**Task goal:** Which lines of the entries below run from the one holding "filename servers/src/server_relay.rs" to the one holding "JSON file logging.", inclusive? Set down exactly those lines and no others.

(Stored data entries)
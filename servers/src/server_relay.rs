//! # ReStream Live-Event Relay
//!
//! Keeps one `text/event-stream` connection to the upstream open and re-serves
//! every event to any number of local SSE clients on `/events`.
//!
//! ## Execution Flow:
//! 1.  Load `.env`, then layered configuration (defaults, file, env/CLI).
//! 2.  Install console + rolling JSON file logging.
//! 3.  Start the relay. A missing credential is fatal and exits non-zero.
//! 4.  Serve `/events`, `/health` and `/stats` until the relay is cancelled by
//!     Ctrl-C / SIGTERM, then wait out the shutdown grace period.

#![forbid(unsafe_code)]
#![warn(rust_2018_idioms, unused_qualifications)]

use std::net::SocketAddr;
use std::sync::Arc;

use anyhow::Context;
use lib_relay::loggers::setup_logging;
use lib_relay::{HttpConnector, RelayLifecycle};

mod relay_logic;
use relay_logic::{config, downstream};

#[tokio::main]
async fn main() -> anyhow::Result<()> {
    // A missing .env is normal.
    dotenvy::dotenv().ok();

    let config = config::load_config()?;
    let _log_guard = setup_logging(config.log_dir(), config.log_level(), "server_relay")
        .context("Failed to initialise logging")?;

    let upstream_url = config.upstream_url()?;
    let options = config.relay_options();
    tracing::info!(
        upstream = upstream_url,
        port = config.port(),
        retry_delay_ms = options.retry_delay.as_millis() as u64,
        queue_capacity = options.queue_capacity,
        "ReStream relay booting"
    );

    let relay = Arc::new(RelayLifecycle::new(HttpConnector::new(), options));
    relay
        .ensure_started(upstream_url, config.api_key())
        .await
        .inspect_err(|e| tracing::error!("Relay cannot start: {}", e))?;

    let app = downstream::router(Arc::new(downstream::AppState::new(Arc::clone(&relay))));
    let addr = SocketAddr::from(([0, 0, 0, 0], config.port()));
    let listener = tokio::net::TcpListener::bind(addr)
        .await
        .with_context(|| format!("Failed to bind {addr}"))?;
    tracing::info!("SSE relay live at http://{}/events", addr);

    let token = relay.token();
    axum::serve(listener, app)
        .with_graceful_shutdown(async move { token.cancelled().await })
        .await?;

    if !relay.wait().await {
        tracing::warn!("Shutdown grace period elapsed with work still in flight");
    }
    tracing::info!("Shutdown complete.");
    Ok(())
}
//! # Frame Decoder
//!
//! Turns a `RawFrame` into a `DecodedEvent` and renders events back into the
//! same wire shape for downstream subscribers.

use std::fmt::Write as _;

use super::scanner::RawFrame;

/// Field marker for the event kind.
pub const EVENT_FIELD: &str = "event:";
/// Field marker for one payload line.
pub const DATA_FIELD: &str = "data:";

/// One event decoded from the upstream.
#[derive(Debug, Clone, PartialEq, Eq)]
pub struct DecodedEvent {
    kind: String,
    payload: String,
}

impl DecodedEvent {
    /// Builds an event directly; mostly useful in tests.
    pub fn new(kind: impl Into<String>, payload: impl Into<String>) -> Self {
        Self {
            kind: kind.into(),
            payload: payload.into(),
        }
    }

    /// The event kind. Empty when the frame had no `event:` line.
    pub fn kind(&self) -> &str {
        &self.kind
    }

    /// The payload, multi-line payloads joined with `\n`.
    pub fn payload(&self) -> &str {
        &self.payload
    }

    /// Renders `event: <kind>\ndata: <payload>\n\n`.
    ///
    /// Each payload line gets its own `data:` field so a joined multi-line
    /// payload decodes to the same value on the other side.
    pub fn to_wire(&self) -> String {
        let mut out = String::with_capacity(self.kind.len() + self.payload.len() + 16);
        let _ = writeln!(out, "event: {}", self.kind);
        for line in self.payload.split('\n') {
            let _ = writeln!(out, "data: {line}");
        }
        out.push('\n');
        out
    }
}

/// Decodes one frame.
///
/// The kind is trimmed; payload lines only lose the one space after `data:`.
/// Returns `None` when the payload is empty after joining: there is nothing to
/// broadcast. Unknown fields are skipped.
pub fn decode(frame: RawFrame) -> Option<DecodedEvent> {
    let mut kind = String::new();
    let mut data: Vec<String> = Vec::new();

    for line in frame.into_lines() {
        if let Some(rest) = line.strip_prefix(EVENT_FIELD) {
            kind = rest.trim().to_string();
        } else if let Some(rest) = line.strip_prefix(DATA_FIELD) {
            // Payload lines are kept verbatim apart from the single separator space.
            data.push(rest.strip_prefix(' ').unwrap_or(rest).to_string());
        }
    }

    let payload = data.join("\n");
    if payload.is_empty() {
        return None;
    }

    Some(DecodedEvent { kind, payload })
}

* * *

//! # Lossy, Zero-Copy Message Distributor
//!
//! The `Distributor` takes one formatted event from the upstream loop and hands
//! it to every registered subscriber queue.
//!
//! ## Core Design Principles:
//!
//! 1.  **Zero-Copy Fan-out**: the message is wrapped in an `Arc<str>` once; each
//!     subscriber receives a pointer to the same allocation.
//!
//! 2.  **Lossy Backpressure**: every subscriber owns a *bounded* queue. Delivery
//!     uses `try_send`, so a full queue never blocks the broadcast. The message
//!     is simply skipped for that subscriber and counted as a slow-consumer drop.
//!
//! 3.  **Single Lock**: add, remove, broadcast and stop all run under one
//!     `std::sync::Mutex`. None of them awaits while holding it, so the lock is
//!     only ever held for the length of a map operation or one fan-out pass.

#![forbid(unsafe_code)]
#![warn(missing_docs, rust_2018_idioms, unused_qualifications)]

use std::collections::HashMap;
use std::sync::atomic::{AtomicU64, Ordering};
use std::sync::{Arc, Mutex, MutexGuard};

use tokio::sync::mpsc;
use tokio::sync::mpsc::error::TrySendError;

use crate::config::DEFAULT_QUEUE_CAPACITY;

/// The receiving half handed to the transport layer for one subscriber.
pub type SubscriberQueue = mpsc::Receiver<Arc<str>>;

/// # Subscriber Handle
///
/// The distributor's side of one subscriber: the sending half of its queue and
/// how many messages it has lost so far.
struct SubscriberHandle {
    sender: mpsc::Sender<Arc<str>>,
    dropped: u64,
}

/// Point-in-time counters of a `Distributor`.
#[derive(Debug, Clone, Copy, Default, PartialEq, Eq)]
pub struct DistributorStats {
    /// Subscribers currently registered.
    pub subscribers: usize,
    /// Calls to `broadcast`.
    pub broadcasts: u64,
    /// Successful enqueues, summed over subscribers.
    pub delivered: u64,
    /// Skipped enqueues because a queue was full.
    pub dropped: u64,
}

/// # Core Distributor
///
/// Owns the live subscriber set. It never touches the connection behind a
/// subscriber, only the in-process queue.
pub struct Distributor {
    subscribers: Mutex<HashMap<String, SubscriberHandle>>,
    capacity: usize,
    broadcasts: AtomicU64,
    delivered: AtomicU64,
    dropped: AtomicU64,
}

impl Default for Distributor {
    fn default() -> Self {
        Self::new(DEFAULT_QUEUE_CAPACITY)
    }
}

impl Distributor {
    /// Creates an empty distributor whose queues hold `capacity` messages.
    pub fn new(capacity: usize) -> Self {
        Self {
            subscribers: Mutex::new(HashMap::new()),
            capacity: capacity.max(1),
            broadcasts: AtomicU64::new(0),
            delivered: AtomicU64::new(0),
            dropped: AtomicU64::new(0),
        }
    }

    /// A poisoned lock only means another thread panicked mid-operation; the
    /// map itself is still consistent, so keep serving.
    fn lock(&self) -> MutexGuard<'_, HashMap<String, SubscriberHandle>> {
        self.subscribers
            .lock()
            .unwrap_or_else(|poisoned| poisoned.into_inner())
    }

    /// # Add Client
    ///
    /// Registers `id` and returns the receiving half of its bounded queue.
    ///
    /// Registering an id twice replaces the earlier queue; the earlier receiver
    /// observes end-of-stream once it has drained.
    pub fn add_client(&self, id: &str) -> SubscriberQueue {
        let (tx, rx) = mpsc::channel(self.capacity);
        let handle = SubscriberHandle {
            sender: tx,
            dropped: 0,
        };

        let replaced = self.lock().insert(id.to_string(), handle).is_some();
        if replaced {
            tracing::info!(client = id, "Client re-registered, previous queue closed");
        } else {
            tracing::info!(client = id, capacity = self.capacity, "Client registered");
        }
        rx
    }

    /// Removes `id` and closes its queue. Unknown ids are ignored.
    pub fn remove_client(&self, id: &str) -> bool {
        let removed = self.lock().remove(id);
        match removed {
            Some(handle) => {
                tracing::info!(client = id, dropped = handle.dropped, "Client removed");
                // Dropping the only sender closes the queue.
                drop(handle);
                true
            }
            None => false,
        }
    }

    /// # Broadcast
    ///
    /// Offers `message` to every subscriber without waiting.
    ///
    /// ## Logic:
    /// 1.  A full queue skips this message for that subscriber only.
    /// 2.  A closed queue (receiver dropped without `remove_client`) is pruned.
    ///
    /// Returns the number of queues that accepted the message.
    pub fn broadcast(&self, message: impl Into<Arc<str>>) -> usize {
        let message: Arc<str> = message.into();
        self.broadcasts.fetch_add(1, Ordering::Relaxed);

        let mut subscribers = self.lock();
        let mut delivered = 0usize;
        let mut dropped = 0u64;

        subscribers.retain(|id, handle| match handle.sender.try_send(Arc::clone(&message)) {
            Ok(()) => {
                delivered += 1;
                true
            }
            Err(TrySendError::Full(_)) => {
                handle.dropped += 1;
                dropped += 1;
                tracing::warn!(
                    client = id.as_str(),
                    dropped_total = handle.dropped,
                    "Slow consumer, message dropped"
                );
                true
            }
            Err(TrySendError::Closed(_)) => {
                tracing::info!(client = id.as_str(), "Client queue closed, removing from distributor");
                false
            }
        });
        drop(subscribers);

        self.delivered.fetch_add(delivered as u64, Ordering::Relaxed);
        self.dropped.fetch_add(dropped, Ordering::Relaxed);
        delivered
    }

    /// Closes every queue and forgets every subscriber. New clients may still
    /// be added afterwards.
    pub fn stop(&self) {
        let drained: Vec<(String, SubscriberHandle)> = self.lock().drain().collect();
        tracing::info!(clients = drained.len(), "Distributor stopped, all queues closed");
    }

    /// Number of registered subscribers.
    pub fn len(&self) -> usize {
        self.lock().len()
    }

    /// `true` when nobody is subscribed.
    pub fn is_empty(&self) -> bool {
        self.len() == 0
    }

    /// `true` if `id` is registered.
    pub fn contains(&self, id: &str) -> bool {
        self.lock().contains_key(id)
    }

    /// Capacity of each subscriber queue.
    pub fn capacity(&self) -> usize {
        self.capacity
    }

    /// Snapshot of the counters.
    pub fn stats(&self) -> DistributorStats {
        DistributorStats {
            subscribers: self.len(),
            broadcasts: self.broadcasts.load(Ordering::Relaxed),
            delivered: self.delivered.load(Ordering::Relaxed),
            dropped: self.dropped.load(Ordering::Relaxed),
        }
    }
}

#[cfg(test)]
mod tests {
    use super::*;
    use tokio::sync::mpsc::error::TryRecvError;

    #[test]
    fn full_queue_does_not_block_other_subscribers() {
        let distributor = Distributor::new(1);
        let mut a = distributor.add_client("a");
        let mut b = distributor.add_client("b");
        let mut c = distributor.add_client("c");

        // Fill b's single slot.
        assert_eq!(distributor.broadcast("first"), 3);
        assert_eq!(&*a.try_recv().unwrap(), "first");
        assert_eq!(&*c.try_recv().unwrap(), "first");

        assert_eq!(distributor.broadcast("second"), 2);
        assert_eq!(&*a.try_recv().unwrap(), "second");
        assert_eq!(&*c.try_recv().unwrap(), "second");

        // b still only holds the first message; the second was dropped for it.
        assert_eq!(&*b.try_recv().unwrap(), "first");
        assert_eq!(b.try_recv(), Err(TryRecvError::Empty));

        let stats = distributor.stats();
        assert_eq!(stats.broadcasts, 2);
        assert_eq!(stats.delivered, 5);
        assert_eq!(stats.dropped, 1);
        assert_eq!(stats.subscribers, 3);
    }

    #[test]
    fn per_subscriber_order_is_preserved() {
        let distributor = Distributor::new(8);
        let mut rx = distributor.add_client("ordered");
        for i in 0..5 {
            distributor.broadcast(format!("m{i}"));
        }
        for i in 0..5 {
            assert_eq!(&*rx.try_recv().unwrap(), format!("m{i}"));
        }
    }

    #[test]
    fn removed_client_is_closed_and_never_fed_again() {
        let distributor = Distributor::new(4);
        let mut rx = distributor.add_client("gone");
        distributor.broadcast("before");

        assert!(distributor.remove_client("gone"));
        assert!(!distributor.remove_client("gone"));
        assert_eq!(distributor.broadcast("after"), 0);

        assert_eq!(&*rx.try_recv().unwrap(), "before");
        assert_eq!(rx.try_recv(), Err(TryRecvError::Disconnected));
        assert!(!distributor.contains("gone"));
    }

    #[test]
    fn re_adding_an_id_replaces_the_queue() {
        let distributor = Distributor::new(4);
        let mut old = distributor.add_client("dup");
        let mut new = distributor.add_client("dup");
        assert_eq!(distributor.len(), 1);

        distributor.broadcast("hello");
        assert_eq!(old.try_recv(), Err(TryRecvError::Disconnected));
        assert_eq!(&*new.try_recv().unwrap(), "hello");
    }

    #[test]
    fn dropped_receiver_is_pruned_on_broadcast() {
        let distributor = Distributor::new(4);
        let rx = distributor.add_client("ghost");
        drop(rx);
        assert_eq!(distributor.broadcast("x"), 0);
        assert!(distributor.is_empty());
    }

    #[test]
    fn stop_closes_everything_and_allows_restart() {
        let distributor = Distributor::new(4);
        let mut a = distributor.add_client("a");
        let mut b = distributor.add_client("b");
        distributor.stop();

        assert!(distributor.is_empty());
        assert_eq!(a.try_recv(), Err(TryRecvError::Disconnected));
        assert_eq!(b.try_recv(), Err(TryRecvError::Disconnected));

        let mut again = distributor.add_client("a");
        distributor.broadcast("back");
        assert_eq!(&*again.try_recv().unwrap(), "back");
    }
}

**Exercise answer:**
filename servers/src/server_relay.rs
//! # ReStream Live-Event Relay
//!
//! Keeps one `text/event-stream` connection to the upstream open and re-serves
//! every event to any number of local SSE clients on `/events`.
//!
//! ## Execution Flow:
//! 1.  Load `.env`, then layered configuration (defaults, file, env/CLI).
//! 2.  Install console + rolling JSON file logging.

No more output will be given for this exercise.